Sembra un giochino teorico a uso e consumo di letture pigre, eppure Prigione 77 rivela una stratificazione forse imprevista, non solo sul piano dei vari generi che vi si incontrano: il prison movie, va da sé; il western quale suggestione estetica; il period drama per attitudine; il thriller come vocazione; il film sulla fuga come orizzonte. Ma anche su quello storico, perché Alberto Rodríguez torna alle atmosfere dei suoi due film precedenti, uno dei più bei noir dello scorso decennio, La isla mínima, e la spy story da una storia vera L’uomo dai mille volti: l’eredità franchista di una Spagna che sta faticosamente uscendo dalla dittatura, con il popolo costretto a fare i conti con le risacche fasciste di un potere consolidatosi nei pertugi dello Stato.

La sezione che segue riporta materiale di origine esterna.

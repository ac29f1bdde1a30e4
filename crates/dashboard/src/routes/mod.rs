//! HTTP route handlers for the dashboard.
//!
//! # Route Structure
//!
//! ```text
//! GET  /                        - Overview (counts, recent posts)
//!
//! # Auth
//! GET  /auth/signup             - Signup page
//! POST /auth/signup             - Create account + session
//! GET  /auth/login              - Login page
//! POST /auth/login              - Login action
//! POST /auth/logout             - Logout action
//!
//! # Pages
//! GET  /pages                   - Page list
//! GET  /pages/new               - New page form
//! POST /pages                   - Create page
//! GET  /pages/{id}/edit         - Edit page + content blocks
//! POST /pages/{id}              - Update page
//! POST /pages/{id}/delete       - Delete page
//! POST /pages/{id}/home         - Make page the home page
//! POST /pages/{id}/blocks       - Append content block
//! POST /blocks/{id}             - Update content block
//! POST /blocks/{id}/delete      - Delete content block
//! POST /blocks/{id}/move-up     - Swap block with its predecessor
//! POST /blocks/{id}/move-down   - Swap block with its successor
//!
//! # Posts
//! GET  /posts                   - Post list
//! GET  /posts/new               - New post form
//! POST /posts                   - Create post
//! GET  /posts/{id}/edit         - Edit post
//! POST /posts/{id}              - Update post
//! POST /posts/{id}/delete       - Delete post
//! POST /posts/{id}/publish      - Publish post
//! POST /posts/{id}/unpublish    - Unpublish post
//!
//! # Settings
//! GET  /settings                - Appearance + blog settings page
//! POST /settings/appearance     - Save appearance settings
//! POST /settings/blog           - Save blog settings
//!
//! # Preview
//! GET  /api/preview             - Layout preview document (text/html)
//! ```

pub mod auth;
pub mod dashboard;
pub mod pages;
pub mod posts;
pub mod preview;
pub mod settings;

use axum::{
    Router,
    routing::{get, post},
};

use crate::state::AppState;

/// Create all routes for the dashboard.
pub fn routes() -> Router<AppState> {
    Router::new()
        .route("/", get(dashboard::overview))
        // Auth
        .route("/auth/signup", get(auth::signup_page).post(auth::signup))
        .route("/auth/login", get(auth::login_page).post(auth::login))
        .route("/auth/logout", post(auth::logout))
        // Pages
        .route("/pages", get(pages::list).post(pages::create))
        .route("/pages/new", get(pages::new_page))
        .route("/pages/{id}/edit", get(pages::edit))
        .route("/pages/{id}", post(pages::update))
        .route("/pages/{id}/delete", post(pages::delete))
        .route("/pages/{id}/home", post(pages::set_home))
        .route("/pages/{id}/blocks", post(pages::add_block))
        // Content blocks
        .route("/blocks/{id}", post(pages::update_block))
        .route("/blocks/{id}/delete", post(pages::delete_block))
        .route("/blocks/{id}/move-up", post(pages::move_block_up))
        .route("/blocks/{id}/move-down", post(pages::move_block_down))
        // Posts
        .route("/posts", get(posts::list).post(posts::create))
        .route("/posts/new", get(posts::new_post))
        .route("/posts/{id}/edit", get(posts::edit))
        .route("/posts/{id}", post(posts::update))
        .route("/posts/{id}/delete", post(posts::delete))
        .route("/posts/{id}/publish", post(posts::publish))
        .route("/posts/{id}/unpublish", post(posts::unpublish))
        // Settings
        .route("/settings", get(settings::settings_page))
        .route("/settings/appearance", post(settings::update_appearance))
        .route("/settings/blog", post(settings::update_blog))
        // Preview
        .route("/api/preview", get(preview::preview))
}
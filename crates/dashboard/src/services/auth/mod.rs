//! Authentication service.
//!
//! Password signup and login with argon2id hashing. Session management is
//! the middleware's business; this service only decides who a set of
//! credentials belongs to.

mod error;

pub use error::AuthError;

use argon2::{
    Argon2,
    password_hash::{PasswordHash, PasswordHasher, PasswordVerifier, SaltString, rand_core::OsRng},
};
use sqlx::PgPool;

use minispace_core::{Email, Username};

use crate::db::RepositoryError;
use crate::db::users::UserRepository;
use crate::models::User;

/// Minimum password length.
const MIN_PASSWORD_LENGTH: usize = 8;

/// Authentication service.
pub struct AuthService<'a> {
    users: UserRepository<'a>,
}

impl<'a> AuthService<'a> {
    /// Create a new authentication service.
    #[must_use]
    pub const fn new(pool: &'a PgPool) -> Self {
        Self {
            users: UserRepository::new(pool),
        }
    }

    /// Register a new user. Creates the account, its password hash, and the
    /// default site settings in one transaction.
    ///
    /// # Errors
    ///
    /// Returns `AuthError::InvalidUsername`/`InvalidEmail` on malformed
    /// input, `AuthError::WeakPassword` if the password doesn't meet
    /// requirements, and `AuthError::UserAlreadyExists` if the username or
    /// email is taken.
    pub async fn signup(
        &self,
        username: &str,
        email: &str,
        password: &str,
    ) -> Result<User, AuthError> {
        let username = Username::parse(username)?;
        let email = Email::parse(email)?;
        validate_password(password)?;

        let password_hash = hash_password(password)?;

        let user = self
            .users
            .create_with_password(&username, &email, &password_hash)
            .await
            .map_err(|e| match e {
                RepositoryError::Conflict(_) => AuthError::UserAlreadyExists,
                other => AuthError::Repository(other),
            })?;

        Ok(user)
    }

    /// Login with email and password.
    ///
    /// # Errors
    ///
    /// Returns `AuthError::InvalidCredentials` for a wrong password and for
    /// an unknown account alike, so responses don't leak which it was.
    pub async fn login(&self, email: &str, password: &str) -> Result<User, AuthError> {
        let email = Email::parse(email)?;

        let (user, password_hash) = self
            .users
            .get_password_hash(&email)
            .await?
            .ok_or(AuthError::InvalidCredentials)?;

        verify_password(password, &password_hash)?;

        Ok(user)
    }

    /// Get a user by ID.
    ///
    /// # Errors
    ///
    /// Returns `AuthError::UserNotFound` if the user doesn't exist.
    pub async fn get_user(&self, user_id: minispace_core::UserId) -> Result<User, AuthError> {
        self.users
            .get_by_id(user_id)
            .await?
            .ok_or(AuthError::UserNotFound)
    }
}

/// Validate password meets requirements.
fn validate_password(password: &str) -> Result<(), AuthError> {
    if password.len() < MIN_PASSWORD_LENGTH {
        return Err(AuthError::WeakPassword(format!(
            "password must be at least {MIN_PASSWORD_LENGTH} characters"
        )));
    }

    Ok(())
}

/// Hash a password using Argon2id.
pub(crate) fn hash_password(password: &str) -> Result<String, AuthError> {
    let salt = SaltString::generate(&mut OsRng);
    let argon2 = Argon2::default();

    argon2
        .hash_password(password.as_bytes(), &salt)
        .map(|hash| hash.to_string())
        .map_err(|_| AuthError::PasswordHash)
}

/// Verify a password against a hash.
fn verify_password(password: &str, hash: &str) -> Result<(), AuthError> {
    let parsed_hash = PasswordHash::new(hash).map_err(|_| AuthError::InvalidCredentials)?;
    let argon2 = Argon2::default();

    argon2
        .verify_password(password.as_bytes(), &parsed_hash)
        .map_err(|_| AuthError::InvalidCredentials)
}

#[cfg(test)]
#[allow(clippy::unwrap_used)]
mod tests {
    use super::*;

    #[test]
    fn test_validate_password_too_short() {
        assert!(matches!(
            validate_password("seven77"),
            Err(AuthError::WeakPassword(_))
        ));
    }

    #[test]
    fn test_validate_password_ok() {
        assert!(validate_password("eight888").is_ok());
    }

    #[test]
    fn test_hash_and_verify_roundtrip() {
        let hash = hash_password("correct horse battery").unwrap();
        assert!(verify_password("correct horse battery", &hash).is_ok());
        assert!(matches!(
            verify_password("wrong password", &hash),
            Err(AuthError::InvalidCredentials)
        ));
    }

    #[test]
    fn test_verify_rejects_malformed_hash() {
        assert!(matches!(
            verify_password("anything", "not-a-phc-string"),
            Err(AuthError::InvalidCredentials)
        ));
    }
}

Per esplorare un mondo a parte che sembra ancora incapsulato nella consuetudine tirannica, Rodríguez sceglie di concentrarsi su Manuel, un giovane contabile finito nel Cárcel Modelo di Barcelona, che rischia una pena ventennale per aver intascato una cifra che corrisponde agli attuali 1200 euro (ha il volto, la forza, il carisma di Miguel Herrán, star di La casa di carta ed Élite). Sa di aver sbagliato, ma sa pure di rischiare una condanna sproporzionata: si allea con il suo compagno di cella (Javier Gutiérrez, sicurezza del cinema spagnolo, qui ergastolano con tendenze dandy) e si aggrega, a un movimento pro amnistia, formato da uomini detenuti per preferenze sessuali, indigenza economica, motivi politici.

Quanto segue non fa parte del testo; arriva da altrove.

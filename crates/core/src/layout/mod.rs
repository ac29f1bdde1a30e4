//! Layout/theme rendering for tenant sites.
//!
//! Given a tenant's appearance settings and a page or post body, this module
//! produces a complete, self-contained HTML document as a string. Rendering
//! is deterministic and side-effect free; callers decide whether the result
//! becomes an HTTP response body or a preview iframe document.
//!
//! Missing data is defaulted rather than failed: an absent header text falls
//! back to the username, an unrecognized layout or theme name falls back to
//! the default variant, and invalid color overrides fall back to the theme
//! preset.

mod document;
mod styles;

pub use document::{escape_html, render_document};

use serde::{Deserialize, Serialize};

use crate::types::HexColor;

/// A named structural template for a tenant site.
///
/// The string forms are stored in the database and arrive from query
/// parameters, so parsing is lenient: the legacy layout names that predate
/// the current scheme are accepted as aliases.
#[derive(Debug, Clone, Copy, PartialEq, Eq, Hash, Serialize, Deserialize)]
#[serde(rename_all = "kebab-case")]
pub enum LayoutId {
    /// Card grid for portfolio-style sites.
    PortfolioGrid,
    /// Single centered column, the default.
    PersonalBlog,
    /// Hero header with centered content.
    LandingPage,
    /// Fixed intro column beside the content.
    SplitIntro,
    /// Dense, note-taking oriented column.
    NotesZettelkasten,
    /// One narrow column of links.
    LinkInBio,
}

impl LayoutId {
    /// All layouts, in the order they appear in pickers.
    pub const ALL: [Self; 6] = [
        Self::PersonalBlog,
        Self::PortfolioGrid,
        Self::LandingPage,
        Self::SplitIntro,
        Self::NotesZettelkasten,
        Self::LinkInBio,
    ];

    /// The canonical identifier stored in the database.
    #[must_use]
    pub const fn as_str(self) -> &'static str {
        match self {
            Self::PortfolioGrid => "portfolio-grid",
            Self::PersonalBlog => "personal-blog",
            Self::LandingPage => "landing-page",
            Self::SplitIntro => "split-intro",
            Self::NotesZettelkasten => "notes-zettelkasten",
            Self::LinkInBio => "link-in-bio",
        }
    }

    /// Human-readable name for pickers.
    #[must_use]
    pub const fn display_name(self) -> &'static str {
        match self {
            Self::PortfolioGrid => "Portfolio grid",
            Self::PersonalBlog => "Personal blog",
            Self::LandingPage => "Landing page",
            Self::SplitIntro => "Split intro",
            Self::NotesZettelkasten => "Notes",
            Self::LinkInBio => "Link in bio",
        }
    }

    /// Parse a layout identifier, accepting the legacy aliases
    /// (`classic-columnist`, `modern-card-deck`, `minimalist-focus`).
    #[must_use]
    pub fn parse(s: &str) -> Option<Self> {
        match s.trim().to_ascii_lowercase().as_str() {
            "portfolio-grid" | "modern-card-deck" => Some(Self::PortfolioGrid),
            "personal-blog" | "classic-columnist" => Some(Self::PersonalBlog),
            "landing-page" | "minimalist-focus" => Some(Self::LandingPage),
            "split-intro" => Some(Self::SplitIntro),
            "notes-zettelkasten" => Some(Self::NotesZettelkasten),
            "link-in-bio" => Some(Self::LinkInBio),
            _ => None,
        }
    }

    /// Parse a layout identifier, falling back to the default.
    #[must_use]
    pub fn parse_or_default(s: &str) -> Self {
        Self::parse(s).unwrap_or_default()
    }
}

impl Default for LayoutId {
    fn default() -> Self {
        Self::PersonalBlog
    }
}

impl std::fmt::Display for LayoutId {
    fn fmt(&self, f: &mut std::fmt::Formatter<'_>) -> std::fmt::Result {
        f.write_str(self.as_str())
    }
}

/// A named color preset applied under a layout.
#[derive(Debug, Clone, Copy, PartialEq, Eq, Hash, Serialize, Deserialize)]
#[serde(rename_all = "kebab-case")]
pub enum ThemeId {
    /// Light background, dark ink.
    Classic,
    /// Dark background, light ink.
    Midnight,
    /// Warm paper tones.
    Sepia,
    /// Dark green with bright accent.
    Forest,
}

impl ThemeId {
    /// All themes, in picker order.
    pub const ALL: [Self; 4] = [Self::Classic, Self::Midnight, Self::Sepia, Self::Forest];

    /// The canonical identifier stored in the database.
    #[must_use]
    pub const fn as_str(self) -> &'static str {
        match self {
            Self::Classic => "classic",
            Self::Midnight => "midnight",
            Self::Sepia => "sepia",
            Self::Forest => "forest",
        }
    }

    /// Parse a theme identifier, falling back to [`ThemeId::Classic`].
    #[must_use]
    pub fn parse_or_default(s: &str) -> Self {
        match s.trim().to_ascii_lowercase().as_str() {
            "midnight" | "dark" => Self::Midnight,
            "sepia" => Self::Sepia,
            "forest" => Self::Forest,
            _ => Self::Classic,
        }
    }

    /// The theme's color preset.
    #[must_use]
    pub const fn palette(self) -> Palette {
        match self {
            Self::Classic => Palette {
                background: HexColor::from_rgb(0xff, 0xff, 0xff),
                surface: HexColor::from_rgb(0xf6, 0xf6, 0xf4),
                text: HexColor::from_rgb(0x1c, 0x1c, 0x1c),
                muted: HexColor::from_rgb(0x6b, 0x6b, 0x6b),
                accent: HexColor::from_rgb(0x25, 0x57, 0xd6),
            },
            Self::Midnight => Palette {
                background: HexColor::from_rgb(0x10, 0x12, 0x16),
                surface: HexColor::from_rgb(0x1a, 0x1d, 0x23),
                text: HexColor::from_rgb(0xe8, 0xe8, 0xe6),
                muted: HexColor::from_rgb(0x9a, 0x9a, 0x98),
                accent: HexColor::from_rgb(0x6e, 0xa8, 0xfe),
            },
            Self::Sepia => Palette {
                background: HexColor::from_rgb(0xf7, 0xf1, 0xe3),
                surface: HexColor::from_rgb(0xef, 0xe6, 0xd2),
                text: HexColor::from_rgb(0x3e, 0x35, 0x28),
                muted: HexColor::from_rgb(0x85, 0x7a, 0x64),
                accent: HexColor::from_rgb(0xb4, 0x56, 0x2e),
            },
            Self::Forest => Palette {
                background: HexColor::from_rgb(0x0f, 0x17, 0x13),
                surface: HexColor::from_rgb(0x18, 0x24, 0x1d),
                text: HexColor::from_rgb(0xe3, 0xec, 0xe6),
                muted: HexColor::from_rgb(0x8f, 0xa3, 0x96),
                accent: HexColor::from_rgb(0x5b, 0xd1, 0x8a),
            },
        }
    }
}

impl Default for ThemeId {
    fn default() -> Self {
        Self::Classic
    }
}

impl std::fmt::Display for ThemeId {
    fn fmt(&self, f: &mut std::fmt::Formatter<'_>) -> std::fmt::Result {
        f.write_str(self.as_str())
    }
}

/// A typography preset.
#[derive(Debug, Clone, Copy, PartialEq, Eq, Hash, Serialize, Deserialize)]
#[serde(rename_all = "kebab-case")]
pub enum FontFamily {
    /// System sans-serif stack.
    Sans,
    /// Serif stack.
    Serif,
    /// Monospace stack.
    Mono,
}

impl FontFamily {
    /// All font presets, in picker order.
    pub const ALL: [Self; 3] = [Self::Sans, Self::Serif, Self::Mono];

    /// The canonical identifier stored in the database.
    #[must_use]
    pub const fn as_str(self) -> &'static str {
        match self {
            Self::Sans => "sans",
            Self::Serif => "serif",
            Self::Mono => "mono",
        }
    }

    /// The CSS `font-family` stack.
    #[must_use]
    pub const fn css_stack(self) -> &'static str {
        match self {
            Self::Sans => {
                "system-ui, -apple-system, 'Segoe UI', Roboto, 'Helvetica Neue', sans-serif"
            }
            Self::Serif => "Georgia, 'Iowan Old Style', 'Times New Roman', serif",
            Self::Mono => "'SF Mono', 'Cascadia Code', Consolas, 'Liberation Mono', monospace",
        }
    }

    /// Parse a font identifier, falling back to [`FontFamily::Sans`].
    #[must_use]
    pub fn parse_or_default(s: &str) -> Self {
        match s.trim().to_ascii_lowercase().as_str() {
            "serif" | "georgia" => Self::Serif,
            "mono" | "monospace" => Self::Mono,
            _ => Self::Sans,
        }
    }
}

impl Default for FontFamily {
    fn default() -> Self {
        Self::Sans
    }
}

impl std::fmt::Display for FontFamily {
    fn fmt(&self, f: &mut std::fmt::Formatter<'_>) -> std::fmt::Result {
        f.write_str(self.as_str())
    }
}

/// How a blog index lists its posts.
#[derive(Debug, Clone, Copy, PartialEq, Eq, Hash, Serialize, Deserialize)]
#[serde(rename_all = "kebab-case")]
pub enum BlogStyle {
    /// One post summary per row.
    Stacked,
    /// Summaries in a card grid.
    Cards,
}

impl BlogStyle {
    /// The canonical identifier stored in the database.
    #[must_use]
    pub const fn as_str(self) -> &'static str {
        match self {
            Self::Stacked => "stacked",
            Self::Cards => "cards",
        }
    }

    /// Parse a blog style identifier, falling back to [`BlogStyle::Stacked`].
    #[must_use]
    pub fn parse_or_default(s: &str) -> Self {
        match s.trim().to_ascii_lowercase().as_str() {
            "cards" | "grid" => Self::Cards,
            _ => Self::Stacked,
        }
    }
}

impl Default for BlogStyle {
    fn default() -> Self {
        Self::Stacked
    }
}

/// Resolved colors used by the stylesheet.
#[derive(Debug, Clone, Copy, PartialEq, Eq)]
pub struct Palette {
    /// Page background.
    pub background: HexColor,
    /// Card/panel background.
    pub surface: HexColor,
    /// Body text.
    pub text: HexColor,
    /// De-emphasized text (dates, tags).
    pub muted: HexColor,
    /// Links and highlights.
    pub accent: HexColor,
}

/// The resolved rendering input for a tenant site: who the tenant is and how
/// their site should look.
#[derive(Debug, Clone)]
pub struct SiteChrome {
    /// Tenant username (subdomain label).
    pub username: String,
    /// Site title shown in the header; `None` falls back to the username.
    pub header_text: Option<String>,
    /// Footer line; `None` renders a bare footer.
    pub footer_text: Option<String>,
    /// Structural layout.
    pub layout: LayoutId,
    /// Color preset.
    pub theme: ThemeId,
    /// Typography preset.
    pub font: FontFamily,
    /// Explicit accent color override.
    pub accent_color: Option<HexColor>,
    /// Explicit background color override.
    pub background_color: Option<HexColor>,
    /// Explicit text color override.
    pub text_color: Option<HexColor>,
    /// Whether the tenant's blog is enabled (controls the nav link).
    pub blog_enabled: bool,
    /// Path prefix for generated links. Empty when the site is served from
    /// its own host; `/u/{username}` in the path-based fallback.
    pub base_path: String,
}

impl SiteChrome {
    /// A minimal chrome for a tenant with default settings.
    #[must_use]
    pub fn for_username(username: &str) -> Self {
        Self {
            username: username.to_owned(),
            header_text: None,
            footer_text: None,
            layout: LayoutId::default(),
            theme: ThemeId::default(),
            font: FontFamily::default(),
            accent_color: None,
            background_color: None,
            text_color: None,
            blog_enabled: true,
            base_path: String::new(),
        }
    }

    /// The href of the site's root, honoring the base path.
    #[must_use]
    pub fn home_href(&self) -> String {
        if self.base_path.is_empty() {
            "/".to_owned()
        } else {
            self.base_path.clone()
        }
    }

    /// The title shown in the header and the `<title>` element.
    #[must_use]
    pub fn site_title(&self) -> &str {
        self.header_text
            .as_deref()
            .filter(|t| !t.trim().is_empty())
            .unwrap_or(&self.username)
    }

    /// The theme preset with explicit color overrides applied.
    #[must_use]
    pub fn palette(&self) -> Palette {
        let mut palette = self.theme.palette();
        if let Some(accent) = self.accent_color {
            palette.accent = accent;
        }
        if let Some(background) = self.background_color {
            palette.background = background;
        }
        if let Some(text) = self.text_color {
            palette.text = text;
        }
        palette
    }
}

/// A post summary as rendered on index pages and post headers.
#[derive(Debug, Clone)]
pub struct PostCard {
    /// Post title.
    pub title: String,
    /// Post slug, linked as `/blog/{slug}`.
    pub slug: String,
    /// Short excerpt (already clamped by the post service).
    pub excerpt: String,
    /// Human-readable publish date, when published.
    pub published_label: Option<String>,
    /// Estimated reading time in minutes.
    pub reading_minutes: u32,
    /// Post tags (at most three).
    pub tags: Vec<String>,
}

/// Document `<head>` metadata.
#[derive(Debug, Clone, Default)]
pub struct DocumentMeta {
    /// Meta description.
    pub description: Option<String>,
    /// Canonical URL.
    pub canonical_url: Option<String>,
    /// `lang` attribute; defaults to `en`.
    pub language: Option<String>,
}

/// The body content to render inside the chrome.
#[derive(Debug, Clone)]
pub enum Body {
    /// A static page. `content_html` is trusted, already-rendered HTML.
    Page {
        /// Page title.
        title: String,
        /// Rendered content blocks.
        content_html: String,
    },
    /// A blog index or search result listing.
    PostList {
        /// Listing heading (e.g. "Blog" or "Search: rust").
        heading: String,
        /// Post summaries, newest first.
        posts: Vec<PostCard>,
        /// Listing style from the tenant's blog settings.
        style: BlogStyle,
        /// Whether to render the search form.
        show_search: bool,
        /// Echoed search query, if this is a search result page.
        search_query: Option<String>,
        /// Opaque cursor for the next page, if any.
        next_cursor: Option<String>,
    },
    /// A single blog post. `content_html` is trusted, already-rendered HTML.
    Post {
        /// Post summary (title, date, tags, reading time).
        card: PostCard,
        /// Rendered post body.
        content_html: String,
    },
}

In una prigione sovraffollata, dominata da guardie che negano quotidianamente i diritti umani esercitando soprusi e violenze, i protagonisti si battono – anche o soprattutto fisicamente – per la libertà, con l’obiettivo non solo di uscire dal carcere ma anche di portare il diritto penitenziario fuori dalle logiche del regime appena caduto.

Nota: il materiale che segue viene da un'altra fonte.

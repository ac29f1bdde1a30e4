//! Tenant username type.
//!
//! A username doubles as the tenant's subdomain label, so the rules are the
//! DNS label rules narrowed to lowercase: 3-30 characters, `a-z`, `0-9` and
//! `-`, starting and ending with an alphanumeric.

use core::fmt;

use serde::{Deserialize, Serialize};

/// Subdomain labels that can never become usernames.
const RESERVED: &[&str] = &[
    "www", "api", "app", "admin", "dashboard", "mail", "blog", "static",
    "assets", "help", "about", "status",
];

/// Errors that can occur when parsing a [`Username`].
#[derive(thiserror::Error, Debug, Clone)]
pub enum UsernameError {
    /// Too short or too long.
    #[error("username must be {min}-{max} characters")]
    BadLength {
        /// Minimum allowed length.
        min: usize,
        /// Maximum allowed length.
        max: usize,
    },
    /// Contains a character outside `a-z`, `0-9`, `-`.
    #[error("username may only contain lowercase letters, digits and hyphens")]
    InvalidCharacter,
    /// Starts or ends with a hyphen.
    #[error("username cannot start or end with a hyphen")]
    EdgeHyphen,
    /// Matches a reserved subdomain label.
    #[error("username '{0}' is reserved")]
    Reserved(String),
}

/// A validated tenant username (also the tenant's subdomain label).
#[derive(Debug, Clone, Serialize, Deserialize, PartialEq, Eq, Hash)]
#[serde(transparent)]
pub struct Username(String);

impl Username {
    /// Minimum username length.
    pub const MIN_LENGTH: usize = 3;
    /// Maximum username length.
    pub const MAX_LENGTH: usize = 30;

    /// Parse a `Username` from a string. Uppercase input is lowered, so
    /// `Ada` and `ada` resolve to the same tenant.
    ///
    /// # Errors
    ///
    /// Returns an error if the input violates the length, character, edge
    /// or reserved-name rules.
    pub fn parse(s: &str) -> Result<Self, UsernameError> {
        let lowered = s.trim().to_ascii_lowercase();

        if lowered.len() < Self::MIN_LENGTH || lowered.len() > Self::MAX_LENGTH {
            return Err(UsernameError::BadLength {
                min: Self::MIN_LENGTH,
                max: Self::MAX_LENGTH,
            });
        }

        if !lowered
            .chars()
            .all(|c| c.is_ascii_lowercase() || c.is_ascii_digit() || c == '-')
        {
            return Err(UsernameError::InvalidCharacter);
        }

        if lowered.starts_with('-') || lowered.ends_with('-') {
            return Err(UsernameError::EdgeHyphen);
        }

        if RESERVED.contains(&lowered.as_str()) {
            return Err(UsernameError::Reserved(lowered));
        }

        Ok(Self(lowered))
    }

    /// Returns the username as a string slice.
    #[must_use]
    pub fn as_str(&self) -> &str {
        &self.0
    }

    /// Consumes the `Username` and returns its inner string.
    #[must_use]
    pub fn into_inner(self) -> String {
        self.0
    }
}

impl fmt::Display for Username {
    fn fmt(&self, f: &mut fmt::Formatter<'_>) -> fmt::Result {
        write!(f, "{}", self.0)
    }
}

impl std::str::FromStr for Username {
    type Err = UsernameError;

    fn from_str(s: &str) -> Result<Self, Self::Err> {
        Self::parse(s)
    }
}

impl AsRef<str> for Username {
    fn as_ref(&self) -> &str {
        &self.0
    }
}

// SQLx support (with postgres feature)
#[cfg(feature = "postgres")]
impl sqlx::Type<sqlx::Postgres> for Username {
    fn type_info() -> sqlx::postgres::PgTypeInfo {
        <String as sqlx::Type<sqlx::Postgres>>::type_info()
    }

    fn compatible(ty: &sqlx::postgres::PgTypeInfo) -> bool {
        <String as sqlx::Type<sqlx::Postgres>>::compatible(ty)
    }
}

#[cfg(feature = "postgres")]
impl<'r> sqlx::Decode<'r, sqlx::Postgres> for Username {
    fn decode(value: sqlx::postgres::PgValueRef<'r>) -> Result<Self, sqlx::error::BoxDynError> {
        let s = <String as sqlx::Decode<sqlx::Postgres>>::decode(value)?;
        // Database values are assumed valid
        Ok(Self(s))
    }
}

#[cfg(feature = "postgres")]
impl sqlx::Encode<'_, sqlx::Postgres> for Username {
    fn encode_by_ref(
        &self,
        buf: &mut sqlx::postgres::PgArgumentBuffer,
    ) -> Result<sqlx::encode::IsNull, sqlx::error::BoxDynError> {
        <String as sqlx::Encode<sqlx::Postgres>>::encode_by_ref(&self.0, buf)
    }
}

#[cfg(test)]
#[allow(clippy::unwrap_used)]
mod tests {
    use super::*;

    #[test]
    fn test_parse_valid() {
        assert_eq!(Username::parse("ada").unwrap().as_str(), "ada");
        assert_eq!(Username::parse("ada-lovelace").unwrap().as_str(), "ada-lovelace");
        assert_eq!(Username::parse("user42").unwrap().as_str(), "user42");
    }

    #[test]
    fn test_parse_lowercases() {
        assert_eq!(Username::parse("Ada").unwrap().as_str(), "ada");
    }

    #[test]
    fn test_parse_length_limits() {
        assert!(matches!(
            Username::parse("ab"),
            Err(UsernameError::BadLength { .. })
        ));
        assert!(matches!(
            Username::parse(&"a".repeat(31)),
            Err(UsernameError::BadLength { .. })
        ));
    }

    #[test]
    fn test_parse_invalid_characters() {
        assert!(matches!(
            Username::parse("ada.lovelace"),
            Err(UsernameError::InvalidCharacter)
        ));
        assert!(matches!(
            Username::parse("ada lovelace"),
            Err(UsernameError::InvalidCharacter)
        ));
    }

    #[test]
    fn test_parse_edge_hyphen() {
        assert!(matches!(
            Username::parse("-ada"),
            Err(UsernameError::EdgeHyphen)
        ));
        assert!(matches!(
            Username::parse("ada-"),
            Err(UsernameError::EdgeHyphen)
        ));
    }

    #[test]
    fn test_parse_reserved() {
        assert!(matches!(
            Username::parse("www"),
            Err(UsernameError::Reserved(_))
        ));
        assert!(matches!(
            Username::parse("Dashboard"),
            Err(UsernameError::Reserved(_))
        ));
    }
}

Nel gestire una materia in cui devono collimare l’impegno politico e l’intrattenimento muscolare, Rodríguez adotta consapevolmente schemi tradizionali, mettendo al centro un personaggio a tratti archetipico: l’uomo comune e fallibile (ha commesso un errore, deve riscattarsi) costretto a misurarsi con situazioni fuori dai suoi orizzonti che rivelano aspetti e iniziative altrimenti sommersi.
È vero, c’è qualche lungaggine e il montaggio sembra nascondere una potenziale narrazione seriale nel dosaggio dei tanti personaggi, ma, vivaddio, Rodríguez è uno che crede nel cinema come gestione dei grandi spazi (la rivolta che sviluppa anche la verticalità dell’esterno), movimento (lo sguardo di Manuel che osserva la prigione e ne prende possesso), denuncia (i pestaggi “immersivi” e al contempo esplicativi), costruzione della tensione (la dilatazione iniziale che trova il suo senso nel finale).
Popolare e ragionato, ha ottenuto sedici nomination ai Goya vincendone cinque, tutti giusti: produzione, scenografia, costumi, trucco e parrucco, effetti speciali.